Task to complete :: Locate the line that contains "use std::fmt::Display;" in the entries below, then repeat it and every following line through the line that contains "filename src/words/fraction.rs", exactly, and no others.

Data in this exercise ::
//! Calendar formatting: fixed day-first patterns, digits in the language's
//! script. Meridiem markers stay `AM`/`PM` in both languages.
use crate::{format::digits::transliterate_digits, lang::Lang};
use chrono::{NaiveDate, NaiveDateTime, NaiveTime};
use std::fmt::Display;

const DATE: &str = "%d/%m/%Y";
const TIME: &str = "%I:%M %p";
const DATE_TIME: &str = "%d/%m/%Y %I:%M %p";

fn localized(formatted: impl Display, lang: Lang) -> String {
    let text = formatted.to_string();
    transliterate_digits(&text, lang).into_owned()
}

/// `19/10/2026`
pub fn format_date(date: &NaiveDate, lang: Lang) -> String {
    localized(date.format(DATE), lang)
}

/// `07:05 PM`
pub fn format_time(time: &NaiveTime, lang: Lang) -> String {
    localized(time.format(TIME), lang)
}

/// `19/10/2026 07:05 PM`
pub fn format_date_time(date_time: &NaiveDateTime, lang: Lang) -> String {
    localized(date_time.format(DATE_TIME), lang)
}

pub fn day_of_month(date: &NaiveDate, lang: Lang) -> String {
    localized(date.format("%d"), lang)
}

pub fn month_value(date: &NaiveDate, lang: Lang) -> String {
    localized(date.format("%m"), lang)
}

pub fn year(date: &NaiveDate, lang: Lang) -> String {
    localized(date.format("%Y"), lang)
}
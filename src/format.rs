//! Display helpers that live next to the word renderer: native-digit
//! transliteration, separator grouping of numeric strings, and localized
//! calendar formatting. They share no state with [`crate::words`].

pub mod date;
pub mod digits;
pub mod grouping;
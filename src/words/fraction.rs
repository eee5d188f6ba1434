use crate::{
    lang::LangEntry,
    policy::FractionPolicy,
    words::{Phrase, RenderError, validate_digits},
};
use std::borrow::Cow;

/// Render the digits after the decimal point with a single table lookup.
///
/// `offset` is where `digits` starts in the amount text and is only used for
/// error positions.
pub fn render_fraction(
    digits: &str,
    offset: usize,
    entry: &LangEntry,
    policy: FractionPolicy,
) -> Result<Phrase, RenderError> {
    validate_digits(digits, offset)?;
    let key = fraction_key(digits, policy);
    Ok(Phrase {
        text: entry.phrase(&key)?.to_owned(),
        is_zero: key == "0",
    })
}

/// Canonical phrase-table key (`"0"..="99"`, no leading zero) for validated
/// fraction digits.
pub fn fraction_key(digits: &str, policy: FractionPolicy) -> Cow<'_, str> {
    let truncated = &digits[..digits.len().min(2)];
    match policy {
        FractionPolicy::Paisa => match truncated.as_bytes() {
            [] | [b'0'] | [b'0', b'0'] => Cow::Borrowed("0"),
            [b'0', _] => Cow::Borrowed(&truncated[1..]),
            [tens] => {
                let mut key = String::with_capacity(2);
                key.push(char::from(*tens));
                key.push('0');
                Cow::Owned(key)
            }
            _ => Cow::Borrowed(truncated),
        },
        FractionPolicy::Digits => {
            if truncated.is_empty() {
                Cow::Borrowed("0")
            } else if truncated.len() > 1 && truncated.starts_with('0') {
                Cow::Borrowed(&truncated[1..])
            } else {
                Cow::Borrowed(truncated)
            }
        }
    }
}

Response below ::
use std::fmt::Display;

const DATE: &str = "%d/%m/%Y";
const TIME: &str = "%I:%M %p";
const DATE_TIME: &str = "%d/%m/%Y %I:%M %p";

fn localized(formatted: impl Display, lang: Lang) -> String {
    let text = formatted.to_string();
    transliterate_digits(&text, lang).into_owned()
}

/// `19/10/2026`
pub fn format_date(date: &NaiveDate, lang: Lang) -> String {
    localized(date.format(DATE), lang)
}

/// `07:05 PM`
pub fn format_time(time: &NaiveTime, lang: Lang) -> String {
    localized(time.format(TIME), lang)
}

/// `19/10/2026 07:05 PM`
pub fn format_date_time(date_time: &NaiveDateTime, lang: Lang) -> String {
    localized(date_time.format(DATE_TIME), lang)
}

pub fn day_of_month(date: &NaiveDate, lang: Lang) -> String {
    localized(date.format("%d"), lang)
}

pub fn month_value(date: &NaiveDate, lang: Lang) -> String {
    localized(date.format("%m"), lang)
}

pub fn year(date: &NaiveDate, lang: Lang) -> String {
    localized(date.format("%Y"), lang)
}
filename src/format.rs
//! Display helpers that live next to the word renderer: native-digit
//! transliteration, separator grouping of numeric strings, and localized
//! calendar formatting. They share no state with [`crate::words`].

pub mod date;
pub mod digits;
pub mod grouping;
filename src/words/fraction.rs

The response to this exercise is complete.